October 2013 Embedded Vision Summit East Presentations

Engineers: Learn to Design Machines That See!
October 2, 2013
Westford Regency Inn and Conference Center
219 Littleton Road
Westford, MA 01886

Below are abstracts for some of the presentations at the now-concluded October 2013 Embedded Vision Summit East.

"Targeting Computer Vision Algorithms to Embedded Hardware" by Mario Bergeron, Avnet
This session explores how computer vision algorithms can be targeted to embedded hardware, including FPGAs. Topics include efficient movement of high pixel-rate video data, use of hardware accelerators, as well as use cases showing what is currently available with existing technology for high-performance image processing.

"What Can You Do With Embedded Vision?" by Jeff Bier, Embedded Vision Alliance
For decades, computer vision was a niche technology, because computer vision equipment was big, expensive, and complex to use. Recently, however, products like the Microsoft Kinect and vision-based automotive safety systems have demonstrated that computer vision can now be deployed even in cost-sensitive applications, and in ways that are easy for non-specialists to use. We use the term "embedded vision" to refer to the incorporation of visual intelligence into a wide range of systems, creating "machines that see and understand." This presentation is intended for those new to embedded vision, and those seeking ideas for new embedded vision applications and technologies. Jeff Bier, Founder of the Embedded Vision Alliance and President of BDTI, will present some of the most imaginative and compelling new products incorporating embedded vision, and will highlight how advances in enabling technologies, such as processors and sensors, are fueling accelerated innovation in embedded vision products.

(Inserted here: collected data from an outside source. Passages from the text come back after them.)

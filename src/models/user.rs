//! User model for storage and API.

use bson::oid::ObjectId;
use chrono::{DateTime, Utc};
use ring::{digest, pbkdf2, rand::SecureRandom};
use serde::{Deserialize, Serialize};
use std::num::NonZeroU32;

const PBKDF2_ITERATIONS: u32 = 100_000;
const SALT_LEN: usize = 16;
const CREDENTIAL_LEN: usize = digest::SHA256_OUTPUT_LEN;

/// User profile stored in the `users` collection.
///
/// Emails are stored lowercase and carry a unique index.
#[derive(Debug, Clone, Serialize, Deserialize)]
pub struct User {
    #[serde(rename = "_id", skip_serializing_if = "Option::is_none")]
    pub id: Option<ObjectId>,
    pub first_name: String,
    pub last_name: String,
    pub email: String,
    /// PBKDF2-HMAC-SHA256 derived key (hex)
    pub password_hash: String,
    /// Per-user random salt (hex)
    pub password_salt: String,
    #[serde(default)]
    pub image_url: String,
    #[serde(skip_serializing_if = "Option::is_none")]
    pub reset_token: Option<String>,
    #[serde(skip_serializing_if = "Option::is_none")]
    pub reset_token_expires: Option<DateTime<Utc>>,
    pub created_at: DateTime<Utc>,
}

impl User {
    /// Create a user with a freshly salted password hash.
    pub fn new(
        first_name: &str,
        last_name: &str,
        email: &str,
        password: &str,
    ) -> anyhow::Result<Self> {
        let rng = ring::rand::SystemRandom::new();
        let mut salt = [0u8; SALT_LEN];
        rng.fill(&mut salt)
            .map_err(|_| anyhow::anyhow!("Failed to generate password salt"))?;

        Ok(Self {
            id: None,
            first_name: first_name.to_string(),
            last_name: last_name.to_string(),
            email: email.trim().to_lowercase(),
            password_hash: hex::encode(derive_key(password, &salt)),
            password_salt: hex::encode(salt),
            image_url: String::new(),
            reset_token: None,
            reset_token_expires: None,
            created_at: Utc::now(),
        })
    }

    /// Constant-time password check against the stored hash.
    pub fn verify_password(&self, password: &str) -> bool {
        let Ok(salt) = hex::decode(&self.password_salt) else {
            return false;
        };
        let Ok(stored) = hex::decode(&self.password_hash) else {
            return false;
        };
        pbkdf2::verify(
            pbkdf2::PBKDF2_HMAC_SHA256,
            NonZeroU32::new(PBKDF2_ITERATIONS).expect("nonzero"),
            &salt,
            password.as_bytes(),
            &stored,
        )
        .is_ok()
    }

    /// Display name used in API responses and token claims.
    pub fn display_name(&self) -> String {
        format!("{} {}", self.first_name, self.last_name)
    }
}

fn derive_key(password: &str, salt: &[u8]) -> [u8; CREDENTIAL_LEN] {
    let mut out = [0u8; CREDENTIAL_LEN];
    pbkdf2::derive(
        pbkdf2::PBKDF2_HMAC_SHA256,
        NonZeroU32::new(PBKDF2_ITERATIONS).expect("nonzero"),
        salt,
        password.as_bytes(),
        &mut out,
    );
    out
}

#[cfg(test)]
mod tests {
    use super::*;

    #[test]
    fn test_password_round_trip() {
        let user = User::new("Ada", "Lovelace", "Ada@Example.com", "s3cret-pass").unwrap();
        assert_eq!(user.email, "ada@example.com");
        assert!(user.verify_password("s3cret-pass"));
        assert!(!user.verify_password("wrong-pass"));
    }

    #[test]
    fn test_salts_are_unique() {
        let a = User::new("A", "B", "a@example.com", "pw").unwrap();
        let b = User::new("A", "B", "b@example.com", "pw").unwrap();
        assert_ne!(a.password_salt, b.password_salt);
        assert_ne!(a.password_hash, b.password_hash);
    }
}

"Porting Applications to High-Performance Imaging DSPs" by Gary Brown, Cadence (Tensilica)
We discuss the challenges of porting and tuning applications to a high-performance imaging digital signal processor. An imaging-specific processor can make a huge difference in the performance of computationally intensive algorithms. But you can’t expect to just quickly port those algorithms, you need to tune them. We will highlight the example of a bilateral filter, where a 123X speedup was first achieved and then increased to 300X after further tuning the code. We will also discuss software development environments.

"Embedded Lucas-Kanade Tracking: How It Works, How to Implement It, and How to Use It" by Goksel Dedeoglu, Texas Instruments
This tutorial is intended for technical audiences interested in learning about the Lucas-Kanade (LK) tracker, also known as the Kanade-Lucas-Tomasi (KLT) tracker. Invented in the early 80s, this method has been widely used to estimate pixel motion between two consecutive frames. We present how the LK tracker works and discuss its advantages, limitations, and how to make it more robust and useful. Using DSP-optimized functions from TI's Vision Library (VLIB), we will also show how to detect feature points in real-time and track them from one frame to the next using the LK algorithm.

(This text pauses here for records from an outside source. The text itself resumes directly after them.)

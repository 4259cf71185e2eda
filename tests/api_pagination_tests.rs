// SPDX-License-Identifier: MIT

//! Pagination parameter hardening for list endpoints.

use axum::{
    body::Body,
    http::{header, Request, StatusCode},
};
use tower::ServiceExt;

mod common;

#[tokio::test]
async fn test_zero_page_is_rejected() {
    let (app, _) = common::create_test_app();

    let response = app
        .oneshot(
            Request::builder()
                .method("GET")
                .uri("/plans?page=0")
                .body(Body::empty())
                .unwrap(),
        )
        .await
        .unwrap();

    assert_eq!(response.status(), StatusCode::BAD_REQUEST);
}

#[tokio::test]
async fn test_zero_size_is_rejected() {
    let (app, _) = common::create_test_app();

    let response = app
        .oneshot(
            Request::builder()
                .method("GET")
                .uri("/plans?size=0")
                .body(Body::empty())
                .unwrap(),
        )
        .await
        .unwrap();

    assert_eq!(response.status(), StatusCode::BAD_REQUEST);
}

#[tokio::test]
async fn test_non_numeric_page_is_rejected() {
    let (app, _) = common::create_test_app();

    let response = app
        .oneshot(
            Request::builder()
                .method("GET")
                .uri("/plans?page=abc")
                .body(Body::empty())
                .unwrap(),
        )
        .await
        .unwrap();

    assert_eq!(response.status(), StatusCode::BAD_REQUEST);
}

#[tokio::test]
async fn test_account_list_validates_pagination_after_auth() {
    let (app, state) = common::create_test_app();
    let token = common::create_test_jwt(&state.config.jwt_signing_key);

    let response = app
        .oneshot(
            Request::builder()
                .method("GET")
                .uri("/account/plans?page=0")
                .header(header::AUTHORIZATION, format!("Bearer {}", token))
                .body(Body::empty())
                .unwrap(),
        )
        .await
        .unwrap();

    // The parameters are rejected before any store access happens.
    assert_eq!(response.status(), StatusCode::BAD_REQUEST);
}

"Embedded 3D Stereo Vision: How it Works, How to Implement It, and How to Use It" by Goksel Dedeoglu, Texas Instruments
This tutorial is intended for technical audiences interested in learning about stereo vision for 3D depth perception. Starting with a brief description and comparison of depth sensing modalities, we present how a stereo vision camera works and discuss its advantages and limitations. We then demonstrate TI Stereo Module (TISMO), which is a DSP-optimized SW solution for embedded applications. We demonstrate how stereo depth information can help in various computer vision problems, including motion detection for video security, and obstacle detection for automotive and industrial safety.

"Using Synthetic Image Generation to Reduce the Cost of Vision Algorithm Development" by Clark Dorman, Next Century Corporation
One of the greatest challenges in developing computer vision applications is the development and maintenance of high-quality training and testing data. Annotated data that covers the range of object variations, poses, and environmental situations is needed to ensure that a system will perform successfully in operational situations. However, obtaining sufficient data is time consuming and expensive. The Synthetic Image Generation Harness for Training and Testing (SIGHTT) project creates annotated images by combining rendered 3D objects with real backgrounds. This talk will discuss the use of synthetic data and its generation, combined with live data, to alleviate the data problem .

"Tools for 'Democratizing' Computer Vision" by Jayan Eledath, SRI International
Computer vision has matured to a point where it is beginning to be widely deployed in several real-world applications. This has led to significant growth in the number of vision algorithm and application developers and their communities. However, this growth has resulted in a vast and cluttered landscape of algorithms, many of which have limited capabilities. What is needed, is an efficient means of assessing the performance of these algorithms across imaging domains, and of identifying the best algorithms for specific applications. Under the DARPA Visual Media Reasoning program, SRI has developed automated performance characterization (APC) tools for just this purpose. This talk will describe our framework and system for answering the following questions for detection algorithms:

  1. How well will an algorithm perform for a given image at a chosen parameter setting; and
  2. What parameters should be used for a particular algorithm and image.

We will also describe how detection probabilities can be modeled as a function of both algorithm parameters and image characteristics. Finally, we will show a live demonstration of the APC tool.

"Finding Objects Using Canny Edge Detection" by Eric Gregori, BDTI
This presentation dives into the Canny edge detection algorithm; how it works and how to use it. Topics include a Canny algorithm walk through, connecting edges with contours, and classifying contours with mathematical models. Finally, the topics learned are applied to describe a system for counting dots on dice.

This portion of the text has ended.